| EXERCISE INSTRUCTIONS |
Repeat the entries word for word. Leave nothing out.
=== Begin Enclosure ===
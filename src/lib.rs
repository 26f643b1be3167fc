// Copyright (c) 2026 kubetables contributors
// SPDX-License-Identifier: BSD-3-Clause

//! Query a live Kubernetes cluster with SQL through DataFusion.
//!
//! kubetables registers every resource kind the cluster advertises
//! (including CRDs) as a table in a `resources` schema, plus a `pod_logs`
//! table function that streams container logs as rows. Nothing is cached:
//! discovery runs once when the connector is registered, and every query
//! goes straight to the Kubernetes API.
//!
//! ```no_run
//! use datafusion::prelude::SessionContext;
//! use kubetables::{ConnectorConfig, register};
//!
//! # async fn run() -> Result<(), Box<dyn std::error::Error>> {
//! let ctx = SessionContext::new();
//! register(&ctx, &ConnectorConfig::default()).await?;
//!
//! ctx.sql("SELECT name, namespace FROM resources.pods WHERE namespace = 'kube-system'")
//!     .await?
//!     .show()
//!     .await?;
//!
//! ctx.sql("SELECT * FROM pod_logs('default', 'deployment/web')")
//!     .await?
//!     .show()
//!     .await?;
//! # Ok(())
//! # }
//! ```

pub mod config;
pub mod datafusion_integration;
pub mod error;
pub mod kubernetes;
pub mod tables;

pub use config::ConnectorConfig;
pub use datafusion_integration::catalog::{KubernetesSchemaProvider, RESOURCES_SCHEMA, register};
pub use error::{Error, Result};
pub use kubernetes::client::KubeApi;
pub use tables::resource::{ResourceCatalog, ResourceTable, TableName};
=== End Enclosure ===
| SOLUTION TO THIS PROBLEM |
filename src/lib.rs
repository 26f643b1be3167fc
// Copyright (c) 2026 kubetables contributors
// SPDX-License-Identifier: BSD-3-Clause

//! Query a live Kubernetes cluster with SQL through DataFusion.
//!
//! kubetables registers every resource kind the cluster advertises
//! (including CRDs) as a table in a `resources` schema, plus a `pod_logs`
//! table function that streams container logs as rows. Nothing is cached:
//! discovery runs once when the connector is registered, and every query
//! goes straight to the Kubernetes API.
//!
//! ```no_run
//! use datafusion::prelude::SessionContext;
//! use kubetables::{ConnectorConfig, register};
//!
//! # async fn run() -> Result<(), Box<dyn std::error::Error>> {
//! let ctx = SessionContext::new();
//! register(&ctx, &ConnectorConfig::default()).await?;
//!
//! ctx.sql("SELECT name, namespace FROM resources.pods WHERE namespace = 'kube-system'")
//!     .await?
//!     .show()
//!     .await?;
//!
//! ctx.sql("SELECT * FROM pod_logs('default', 'deployment/web')")
//!     .await?
//!     .show()
//!     .await?;
//! # Ok(())
//! # }
//! ```

pub mod config;
pub mod datafusion_integration;
pub mod error;
pub mod kubernetes;
pub mod tables;

pub use config::ConnectorConfig;
pub use datafusion_integration::catalog::{KubernetesSchemaProvider, RESOURCES_SCHEMA, register};
pub use error::{Error, Result};
pub use kubernetes::client::KubeApi;
pub use tables::resource::{ResourceCatalog, ResourceTable, TableName};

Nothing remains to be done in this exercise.